What takes place in Europe now underlines the continuity of history going back to 1945
The primary purpose of the current post is to bring attention to a Lawfare article about white supremacy as an embedded feature of German military and civic institutions.
I refer to a Jan. 30, 2022 Lawfare article by Anna Meier entitled: “Germany’s White Supremacist Problem – and What It Means for the United States.”
An Editor’s Note outlines the content of the article:
As the United States wrestles with the threat of white supremacist violence, observers often look to Germany for lessons on how to deal with a racist past. The University of Nottingham’s Anna Meier argues that this is a mistake. She finds that German officials often minimize the extent of the problem and, as a result, ignore the deeper structural reforms needed to reduce racism.
The gist of the article is that things are not always as they appear.
The article highlights a theme addressed previously, namely, that in order to address issues such as bullying, harassment, and coercion, the power relations at play must be in favour of the forces that seek to deal with them.

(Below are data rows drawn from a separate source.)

//! Error types for the store module.

use cart_core::CoreError;
use thiserror::Error;

/// Errors that can occur during store operations.
#[derive(Debug, Error)]
pub enum StoreError {
    /// Database error from SQLite.
    #[error("database error: {0}")]
    Database(#[from] rusqlite::Error),

    /// Cart blob could not be encoded or decoded.
    #[error("codec error: {0}")]
    Codec(#[from] CoreError),

    /// Migration error.
    #[error("migration error: {0}")]
    Migration(String),

    /// A lock guarding the backend was poisoned by a panicking writer.
    #[error("store lock poisoned: {0}")]
    Poisoned(String),

    /// A blocking storage task failed to complete.
    #[error("storage task failed: {0}")]
    Task(String),

    /// The backend refused the operation.
    #[error("storage unavailable: {0}")]
    Unavailable(String),
}

impl<T> From<std::sync::PoisonError<T>> for StoreError {
    fn from(e: std::sync::PoisonError<T>) -> Self {
        StoreError::Poisoned(e.to_string())
    }
}

impl From<tokio::task::JoinError> for StoreError {
    fn from(e: tokio::task::JoinError) -> Self {
        StoreError::Task(e.to_string())
    }
}

/// Result type for store operations.
pub type Result<T> = std::result::Result<T, StoreError>;
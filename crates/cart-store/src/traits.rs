//! KvStore trait: the abstract interface for device-local key-value storage.
//!
//! This trait keeps the cart storage-agnostic. Implementations include
//! SQLite (primary) and in-memory (for tests). The cart only ever touches one
//! key; [`CartBlobExt`] layers the cart blob encoding on top.

use std::future::Future;
use std::sync::Arc;

use async_trait::async_trait;
use cart_core::{decode_cart, encode_cart, Cart};

use crate::error::Result;

/// Async string-keyed blob store.
///
/// All methods are async to support both sync (SQLite) and async backends.
/// For SQLite, `spawn_blocking` is used internally to avoid blocking the
/// runtime.
#[async_trait]
pub trait KvStore: Send + Sync {
    /// Read the value stored under `key`, or `None` if nothing is stored.
    async fn get(&self, key: &str) -> Result<Option<String>>;

    /// Store `value` under `key`, replacing any previous value.
    async fn set(&self, key: &str, value: &str) -> Result<()>;

    /// Delete `key`. Deleting a missing key is not an error.
    async fn remove(&self, key: &str) -> Result<()>;

    /// All keys currently stored, sorted.
    async fn keys(&self) -> Result<Vec<String>>;
}

#[async_trait]
impl<S: KvStore + ?Sized> KvStore for Arc<S> {
    async fn get(&self, key: &str) -> Result<Option<String>> {
        (**self).get(key).await
    }

    async fn set(&self, key: &str, value: &str) -> Result<()> {
        (**self).set(key, value).await
    }

    async fn remove(&self, key: &str) -> Result<()> {
        (**self).remove(key).await
    }

    async fn keys(&self) -> Result<Vec<String>> {
        (**self).keys().await
    }
}

/// Extension trait reading and writing a whole cart as one blob.
///
/// This is the `{load, save}` persistence capability the cart store is built
/// on; any [`KvStore`] gets it for free.
pub trait CartBlobExt: KvStore {
    /// Load the cart stored under `key`.
    ///
    /// A missing key or an empty value both mean "no cart yet".
    fn load_cart(&self, key: &str) -> impl Future<Output = Result<Option<Cart>>> + Send;

    /// Encode `cart` and store it under `key`.
    fn save_cart(&self, key: &str, cart: &Cart) -> impl Future<Output = Result<()>> + Send;
}

impl<S: KvStore + ?Sized> CartBlobExt for S {
    async fn load_cart(&self, key: &str) -> Result<Option<Cart>> {
        let Some(blob) = self.get(key).await? else {
            return Ok(None);
        };

        if blob.trim().is_empty() {
            return Ok(None);
        }

        Ok(Some(decode_cart(&blob)?))
    }

    async fn save_cart(&self, key: &str, cart: &Cart) -> Result<()> {
        let blob = encode_cart(cart)?;
        self.set(key, &blob).await
    }
}
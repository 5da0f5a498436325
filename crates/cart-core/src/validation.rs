//! Structural checks for line items.
//!
//! A persisted blob can hold anything, so [`validate_cart`] checks a list read
//! back from storage. [`validate_new_item`] guards the way in: a price that
//! JSON can't represent would otherwise be written as `null` and make the
//! whole blob unreadable. Duplicate ids are allowed: adding the same
//! product twice legitimately yields two lines.

use crate::error::ValidationError;
use crate::item::{CartItem, NewCartItem};

/// Check every line: non-empty id, quantity at least 1, finite non-negative
/// price. Returns the first problem found.
pub fn validate_cart(items: &[CartItem]) -> Result<(), ValidationError> {
    for (index, item) in items.iter().enumerate() {
        validate_item(index, item)?;
    }
    Ok(())
}

/// Check an item before it is added: the price must be finite and
/// non-negative.
pub fn validate_new_item(item: &NewCartItem) -> Result<(), ValidationError> {
    if !valid_price(item.price) {
        return Err(ValidationError::InvalidItemPrice {
            id: item.id.clone(),
        });
    }
    Ok(())
}

fn valid_price(price: f64) -> bool {
    price.is_finite() && price >= 0.0
}

fn validate_item(index: usize, item: &CartItem) -> Result<(), ValidationError> {
    if item.id.is_empty() {
        return Err(ValidationError::EmptyId { index });
    }

    if item.quantity == 0 {
        return Err(ValidationError::ZeroQuantity {
            index,
            id: item.id.clone(),
        });
    }

    if !valid_price(item.price) {
        return Err(ValidationError::InvalidPrice {
            index,
            id: item.id.clone(),
        });
    }

    Ok(())
}
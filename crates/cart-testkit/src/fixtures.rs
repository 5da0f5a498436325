//! Test fixtures and helpers.
//!
//! Common setup code for cart tests.

use cart_core::{encode_items, CartItem, NewCartItem, DEFAULT_CART_KEY};
use cart_store::MemoryStore;

/// A small catalog of distinct products.
pub fn catalog() -> Vec<NewCartItem> {
    vec![
        NewCartItem::new("mug", "Enamel Mug", "https://img.example/mug.png", 12.0),
        NewCartItem::new("tee", "Logo Tee", "https://img.example/tee.png", 24.5),
        NewCartItem::new("cap", "Trucker Cap", "https://img.example/cap.png", 18.0),
        NewCartItem::new("pin", "Enamel Pin", "https://img.example/pin.png", 4.99),
    ]
}

/// A catalog item by id, or a generic one if the id isn't in the catalog.
pub fn product(id: &str) -> NewCartItem {
    catalog()
        .into_iter()
        .find(|item| item.id == id)
        .unwrap_or_else(|| NewCartItem::new(id, id.to_uppercase(), "https://img.example/x.png", 1.0))
}

/// A line item with the given quantity.
pub fn line(id: &str, quantity: u32) -> CartItem {
    let mut item = product(id).into_line_item();
    item.quantity = quantity;
    item
}

/// A memory store holding `items` under the default cart key.
pub fn seeded_store(items: &[CartItem]) -> MemoryStore {
    seeded_store_at(DEFAULT_CART_KEY, items)
}

/// A memory store holding `items` under `key`.
pub fn seeded_store_at(key: &str, items: &[CartItem]) -> MemoryStore {
    let blob = encode_items(items).unwrap_or_else(|_| "[]".to_string());
    MemoryStore::with_entries([(key.to_string(), blob)])
}
//! Golden blob vectors.
//!
//! Each vector pins the exact text a cart encodes to. A change in field
//! names, field order or number formatting breaks carts already sitting in
//! device storage, so these must only change deliberately.

use cart_core::{decode_items, encode_items, CartItem};

/// A golden blob vector.
#[derive(Debug, Clone)]
pub struct GoldenVector {
    /// Human-readable name for the vector.
    pub name: &'static str,
    /// Lines in display order.
    pub items: Vec<CartItem>,
    /// Expected encoded blob.
    pub expected_blob: &'static str,
}

/// Get all golden blob vectors.
pub fn all_vectors() -> Vec<GoldenVector> {
    vec![
        GoldenVector {
            name: "empty cart",
            items: vec![],
            expected_blob: "[]",
        },
        GoldenVector {
            name: "single line",
            items: vec![CartItem::new(
                "mug",
                "Enamel Mug",
                "https://img.example/mug.png",
                12.0,
                1,
            )],
            expected_blob: r#"[{"id":"mug","title":"Enamel Mug","image_url":"https://img.example/mug.png","price":12.0,"quantity":1}]"#,
        },
        GoldenVector {
            name: "duplicate lines keep order",
            items: vec![
                CartItem::new("pin", "Enamel Pin", "p.png", 4.99, 2),
                CartItem::new("tee", "Logo Tee", "t.png", 24.5, 1),
                CartItem::new("pin", "Enamel Pin", "p.png", 4.99, 1),
            ],
            expected_blob: r#"[{"id":"pin","title":"Enamel Pin","image_url":"p.png","price":4.99,"quantity":2},{"id":"tee","title":"Logo Tee","image_url":"t.png","price":24.5,"quantity":1},{"id":"pin","title":"Enamel Pin","image_url":"p.png","price":4.99,"quantity":1}]"#,
        },
        GoldenVector {
            name: "escaped and non-ascii text",
            items: vec![CartItem::new("c1", "Café \"Noir\"", "", 0.1, 3)],
            expected_blob: r#"[{"id":"c1","title":"Café \"Noir\"","image_url":"","price":0.1,"quantity":3}]"#,
        },
    ]
}

/// Check that every vector encodes to its expected blob and decodes back to
/// its items.
pub fn verify_all_vectors() -> Result<(), String> {
    for vector in all_vectors() {
        let blob = encode_items(&vector.items).map_err(|e| format!("{}: {}", vector.name, e))?;
        if blob != vector.expected_blob {
            return Err(format!(
                "{}: encoded {} but expected {}",
                vector.name, blob, vector.expected_blob
            ));
        }

        let decoded =
            decode_items(vector.expected_blob).map_err(|e| format!("{}: {}", vector.name, e))?;
        if decoded != vector.items {
            return Err(format!("{}: decoded lines differ", vector.name));
        }
    }
    Ok(())
}

#[cfg(test)]
mod tests {
    use super::*;

    #[test]
    fn test_vectors_verify() {
        verify_all_vectors().unwrap();
    }

    #[test]
    fn test_vector_names_unique() {
        let vectors = all_vectors();
        let mut names: Vec<_> = vectors.iter().map(|v| v.name).collect();
        names.sort();
        names.dedup();
        assert_eq!(names.len(), vectors.len());
    }
}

The second purpose of the post is to bring attention to two studies of East Germany before and after the fall of the Berlin Wall
Some years ago I read a few pages of Stasiland: Stories from Behind the Berlin Wall (2002) by Anna Funder. As noted at a previous post, a passage from p. 136 of Stasiland concerning an interview with a former German Democratic Republic propaganda official, in particular caught my attention:
He can switch from from one view to another with frightening ease. I think it is a sign of being accustomed to such power that the truth does not matter because you cannot be contradicted.

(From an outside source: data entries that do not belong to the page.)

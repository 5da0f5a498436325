//! Cart: an ordered list of line items and the three mutations on it.
//!
//! Every mutation moves the affected line to the front; the remaining lines
//! keep their relative order. This is pure computation with no I/O; the
//! persistence side lives in `cart-store` and the `cart` facade.

use serde::{Deserialize, Serialize};

use crate::error::{CoreError, Result};
use crate::item::{CartItem, NewCartItem};
use crate::types::ProductId;

/// Ordered list of line items, most recently mutated first.
///
/// Ids are unique except when the same product is added twice: `add` never
/// merges, so a second add of an id produces a second line.
#[derive(Debug, Clone, Default, PartialEq, Serialize, Deserialize)]
#[serde(transparent)]
pub struct Cart {
    items: Vec<CartItem>,
}

/// What a decrement did to the line it touched.
#[derive(Debug, Clone, PartialEq)]
pub enum Decrement {
    /// The line is still present, now with this quantity, at the front.
    Decremented { quantity: u32 },
    /// The line reached zero and was removed.
    Removed(CartItem),
}

impl Cart {
    /// Create an empty cart.
    pub fn new() -> Self {
        Self::default()
    }

    /// Build a cart from an already ordered list.
    ///
    /// The list is taken as-is; see [`validate_cart`](crate::validate_cart)
    /// for checking a list that came from storage.
    pub fn from_items(items: Vec<CartItem>) -> Self {
        Self { items }
    }

    /// The lines in display order.
    pub fn items(&self) -> &[CartItem] {
        &self.items
    }

    /// Consume the cart, returning its lines.
    pub fn into_items(self) -> Vec<CartItem> {
        self.items
    }

    pub fn iter(&self) -> std::slice::Iter<'_, CartItem> {
        self.items.iter()
    }

    pub fn len(&self) -> usize {
        self.items.len()
    }

    pub fn is_empty(&self) -> bool {
        self.items.is_empty()
    }

    /// First line for the given product, if any.
    pub fn find(&self, id: &str) -> Option<&CartItem> {
        self.items.iter().find(|item| item.is(id))
    }

    pub fn contains(&self, id: &str) -> bool {
        self.find(id).is_some()
    }

    /// Units of a product across all of its lines.
    pub fn quantity_of(&self, id: &str) -> u32 {
        self.items
            .iter()
            .filter(|item| item.is(id))
            .map(|item| item.quantity)
            .sum()
    }

    /// Units across the whole cart.
    pub fn total_quantity(&self) -> u32 {
        self.items.iter().map(|item| item.quantity).sum()
    }

    // ─────────────────────────────────────────────────────────────────────────
    // Mutations
    // ─────────────────────────────────────────────────────────────────────────

    /// Add an item with quantity 1 at the front of the cart.
    ///
    /// An existing line for the same product is left alone; the cart then
    /// holds two lines for that id.
    pub fn add(&mut self, item: NewCartItem) -> &CartItem {
        self.items.insert(0, item.into_line_item());
        &self.items[0]
    }

    /// Increase the first line for `id` by one and move it to the front.
    ///
    /// A line already at `u32::MAX` fails with
    /// [`CoreError::QuantityOverflow`] and the cart is left untouched.
    pub fn increment(&mut self, id: &str) -> Result<&CartItem> {
        let index = self.position(id)?;
        let quantity = self.items[index]
            .quantity
            .checked_add(1)
            .ok_or_else(|| CoreError::QuantityOverflow(self.items[index].id.clone()))?;

        let mut item = self.items.remove(index);
        item.quantity = quantity;
        self.items.insert(0, item);
        Ok(&self.items[0])
    }

    /// Decrease the first line for `id` by one.
    ///
    /// At zero the line is removed rather than kept with quantity 0.
    /// Otherwise it moves to the front.
    pub fn decrement(&mut self, id: &str) -> Result<Decrement> {
        let index = self.position(id)?;
        let mut item = self.items.remove(index);
        item.quantity = item.quantity.saturating_sub(1);

        if item.quantity == 0 {
            return Ok(Decrement::Removed(item));
        }

        let quantity = item.quantity;
        self.items.insert(0, item);
        Ok(Decrement::Decremented { quantity })
    }

    fn position(&self, id: &str) -> Result<usize> {
        self.items
            .iter()
            .position(|item| item.is(id))
            .ok_or_else(|| CoreError::ItemNotFound(ProductId::from(id)))
    }
}

impl From<Vec<CartItem>> for Cart {
    fn from(items: Vec<CartItem>) -> Self {
        Self::from_items(items)
    }
}

impl<'a> IntoIterator for &'a Cart {
    type Item = &'a CartItem;
    type IntoIter = std::slice::Iter<'a, CartItem>;

    fn into_iter(self) -> Self::IntoIter {
        self.items.iter()
    }
}

#[cfg(test)]
mod tests {
    use super::*;

    fn offer(id: &str) -> NewCartItem {
        NewCartItem::new(id, id.to_uppercase(), "u", 10.0)
    }

    fn ids(cart: &Cart) -> Vec<&str> {
        cart.iter().map(|item| item.id.as_str()).collect()
    }

    fn quantities(cart: &Cart) -> Vec<u32> {
        cart.iter().map(|item| item.quantity).collect()
    }

    #[test]
    fn test_add_increment_decrement_scenario() {
        let mut cart = Cart::new();

        cart.add(NewCartItem::new("a", "A", "u", 10.0));
        assert_eq!(ids(&cart), vec!["a"]);
        assert_eq!(quantities(&cart), vec![1]);

        cart.increment("a").unwrap();
        assert_eq!(quantities(&cart), vec![2]);

        assert_eq!(
            cart.decrement("a").unwrap(),
            Decrement::Decremented { quantity: 1 }
        );
        assert_eq!(quantities(&cart), vec![1]);

        assert!(matches!(cart.decrement("a").unwrap(), Decrement::Removed(_)));
        assert!(cart.is_empty());
    }

    #[test]
    fn test_add_prepends() {
        let mut cart = Cart::new();
        cart.add(offer("a"));
        cart.add(offer("b"));
        cart.add(offer("c"));
        assert_eq!(ids(&cart), vec!["c", "b", "a"]);
    }

    #[test]
    fn test_add_same_id_twice_creates_two_lines() {
        let mut cart = Cart::new();
        cart.add(offer("p1"));
        cart.add(offer("p1"));

        assert_eq!(cart.len(), 2);
        assert_eq!(ids(&cart), vec!["p1", "p1"]);
        assert_eq!(quantities(&cart), vec![1, 1]);
        assert_eq!(cart.quantity_of("p1"), 2);
    }

    #[test]
    fn test_increment_touches_first_duplicate_only() {
        let mut cart = Cart::from_items(vec![
            CartItem::new("x", "X", "u", 1.0, 1),
            CartItem::new("p1", "first", "u", 1.0, 1),
            CartItem::new("p1", "second", "u", 1.0, 5),
        ]);

        cart.increment("p1").unwrap();

        let titles: Vec<_> = cart.iter().map(|item| item.title.as_str()).collect();
        assert_eq!(titles, vec!["first", "X", "second"]);
        assert_eq!(quantities(&cart), vec![2, 1, 5]);
    }

    #[test]
    fn test_mutation_moves_to_front_preserving_order() {
        let mut cart = Cart::new();
        for id in ["a", "b", "c", "d"] {
            cart.add(offer(id));
        }
        // d c b a
        cart.increment("b").unwrap();
        assert_eq!(ids(&cart), vec!["b", "d", "c", "a"]);

        cart.increment("a").unwrap();
        cart.decrement("a").unwrap();
        assert_eq!(ids(&cart), vec!["a", "b", "d", "c"]);
    }

    #[test]
    fn test_decrement_removal_keeps_order() {
        let mut cart = Cart::new();
        for id in ["a", "b", "c"] {
            cart.add(offer(id));
        }
        // c b a
        let removed = cart.decrement("b").unwrap();
        assert!(matches!(removed, Decrement::Removed(item) if item.id == "b"));
        assert_eq!(ids(&cart), vec!["c", "a"]);
    }

    #[test]
    fn test_increment_after_removal_is_not_found() {
        let mut cart = Cart::new();
        cart.add(offer("a"));
        cart.decrement("a").unwrap();

        let err = cart.increment("a").unwrap_err();
        assert!(matches!(err, CoreError::ItemNotFound(id) if id == "a"));
    }

    #[test]
    fn test_missing_id_leaves_cart_untouched() {
        let mut cart = Cart::new();
        cart.add(offer("a"));
        let before = cart.clone();

        assert!(cart.increment("zzz").is_err());
        assert!(cart.decrement("zzz").is_err());
        assert_eq!(cart, before);
    }

    #[test]
    fn test_decrement_zero_quantity_line_removes_it() {
        // Loaded blobs are not validated, so a zero line can exist.
        let mut cart = Cart::from_items(vec![CartItem::new("a", "A", "u", 1.0, 0)]);
        assert!(matches!(cart.decrement("a").unwrap(), Decrement::Removed(_)));
        assert!(cart.is_empty());
    }

    #[test]
    fn test_price_is_not_touched_by_mutations() {
        let mut cart = Cart::new();
        cart.add(NewCartItem::new("a", "A", "u", 19.99));
        cart.increment("a").unwrap();
        cart.increment("a").unwrap();
        cart.decrement("a").unwrap();
        assert_eq!(cart.find("a").unwrap().price, 19.99);
    }

    #[test]
    fn test_total_quantity() {
        let mut cart = Cart::new();
        cart.add(offer("a"));
        cart.add(offer("b"));
        cart.increment("a").unwrap();
        assert_eq!(cart.total_quantity(), 3);
        assert_eq!(Cart::new().total_quantity(), 0);
    }

    #[test]
    fn test_increment_at_max_quantity_fails_and_leaves_cart() {
        let mut cart = Cart::from_items(vec![
            CartItem::new("a", "A", "u", 1.0, 1),
            CartItem::new("b", "B", "u", 1.0, u32::MAX),
        ]);
        let before = cart.clone();

        let err = cart.increment("b").unwrap_err();
        assert!(matches!(err, CoreError::QuantityOverflow(id) if id == "b"));
        assert_eq!(cart, before);
    }
}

What comes to mind on reading this passage is the concept that, sometimes, power speaks its own language, whereby up is down, in is out, and big is small. (In the course of observing committee of adjustment and other land use hearings in Toronto over many years, it had dawned upon me that, on occasion, power does indeed speak a language of its own.)

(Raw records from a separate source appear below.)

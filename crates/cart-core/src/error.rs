//! Error types for the cart core.

use thiserror::Error;

use crate::types::ProductId;

/// Errors from cart mutation and blob encoding.
#[derive(Debug, Error)]
pub enum CoreError {
    #[error("item not found in cart: {0}")]
    ItemNotFound(ProductId),

    #[error("encoding error: {0}")]
    Encoding(String),

    #[error("decoding error: {0}")]
    Decoding(String),

    #[error("quantity of {0} is already at its maximum")]
    QuantityOverflow(ProductId),
}

/// Structural problems in line items, either read back from storage or
/// offered to the cart.
#[derive(Debug, Error, PartialEq)]
pub enum ValidationError {
    #[error("line {index} has an empty product id")]
    EmptyId { index: usize },

    #[error("line {index} ({id}) has quantity 0")]
    ZeroQuantity { index: usize, id: ProductId },

    #[error("line {index} ({id}) has a non-finite or negative price")]
    InvalidPrice { index: usize, id: ProductId },

    #[error("item {id} offered with a non-finite or negative price")]
    InvalidItemPrice { id: ProductId },
}

/// Result type for core operations.
pub type Result<T> = std::result::Result<T, CoreError>;
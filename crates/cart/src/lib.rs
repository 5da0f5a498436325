//! # Cart
//!
//! A shopping-cart state container with write-through persistence to
//! device-local key-value storage.
//!
//! ## Overview
//!
//! The [`CartStore`] holds an ordered list of line items and offers three
//! mutations plus a read projection:
//!
//! - **`add_to_cart`**: prepend an item with quantity 1 (never merges)
//! - **`increment`**: bump the first line for an id and move it to the front
//! - **`decrement`**: lower the first line for an id, removing it at zero
//! - **`products`**: the current cart, updated before the write completes
//!
//! Every mutation writes the whole cart under one storage key. The store is
//! seeded from that key once when it is opened.
//!
//! ## Usage
//!
//! ```rust,no_run
//! use cart::{CartConfig, CartStore, NewCartItem};
//! use cart::backend::SqliteStore;
//!
//! async fn example() -> cart::Result<()> {
//!     let storage = SqliteStore::open("cart.db")?;
//!     let cart = CartStore::open(storage, CartConfig::default()).await?;
//!
//!     cart.add_to_cart(NewCartItem::new("sku-1", "Mug", "img/mug.png", 12.0))
//!         .await?;
//!     cart.increment("sku-1").await?;
//!
//!     assert_eq!(cart.products().quantity_of("sku-1"), 2);
//!     Ok(())
//! }
//! ```
//!
//! ## Concurrency
//!
//! Mutations are serialized through a single writer, so concurrent calls
//! never lose each other's updates and writes reach storage in order.
//!
//! ## Re-exports
//!
//! - `cart::core` - Line items, the cart list, blob encoding
//! - `cart::backend` - Key-value storage abstraction and SQLite

pub mod context;
pub mod error;
pub mod store;

pub use cart_core as core;
pub use cart_store as backend;

pub use context::{provide, use_cart, CartContext};
pub use error::{CartError, Result};
pub use store::{CartConfig, CartStore, LoadPhase, WritePolicy};

pub use cart_core::{Cart, CartItem, Decrement, NewCartItem, ProductId};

I decided to subsequently read Stasiland from cover to cover because it’s mentioned in a Doctor of Creative Arts dissertation by Siobhan McHugh:
Another study Siobhan McHugh mentions in her dissertation is entitled: The Firm: The Inside Story of the Stasi (2010) by Gary Bruce.
A blurb reads:
Based on previously classified documents and on interviews with former secret police officers and ordinary citizens, The Firm is the first comprehensive history of East Germany’s secret police, the Stasi, at the grassroots level. Focusing on Gransee and Perleberg, two East German districts located north of Berlin, Gary Bruce reveals how the Stasi monitored small-town East Germany. He paints an eminently human portrait of those involved with this repressive arm of the government, featuring interviews with former officers that uncover a wide array of personalities, from devoted ideologues to reluctant opportunists, most of whom talked frankly about East Germany’s obsession with surveillance. Their paths after the collapse of Communism are gripping stories of resurrection and despair, of renewal and demise, of remorse and continued adherence to the movement. The book also sheds much light on the role of the informant, the Stasi’s most important tool in these out-of-the-way areas. Providing on-the-ground empirical evidence of how the Stasi operated on a day-to-day basis with ordinary people, this remarkable volume offers an unparalleled picture of life in a totalitarian state.
The two books, each of which approaches oral history and archives from a different perspective, are worth a close read. [1, 2]
The third purpose of this post is to bring attention to a New York Times article by Ivan Krastev entitled: “Europe Thinks Putin Is Planning Something Even Worse Than War.” The article identifies the author as a permanent fellow at the Institute for Human Sciences in Vienna and an expert on international politics.
I do not subscribe to the New York Times; instead, I access it through the Toronto Public Library website. As a non-resident of Toronto, I pay an annual membership fee to access the site.
An excerpt (I’ve omitted embedded links) reads:
The answer is surprising, even paradoxical. Europeans and Ukrainians are skeptical of a major Russian invasion in Ukraine not because they have a more benign view of Mr. Putin than their American counterparts. On the contrary, it’s because they see him as more malicious. War, they reason, is not the Kremlin’s game. Instead, it’s an extensive suite of tactics designed to destabilize the West. For Europe, the threat of war could turn out to be more destructive than war itself.
America and Europe aren’t divided on what Mr. Putin wants. For all the speculation about motives, that much is clear: The Kremlin wants a symbolic break from the 1990s, burying the post-Cold War order. That would take the form of a new European security architecture that recognizes Russia’s sphere of influence in the post-Soviet space and rejects the universality of Western values. Rather than the restoration of the Soviet Union, the goal is the recovery of what Mr. Putin regards as historic Russia.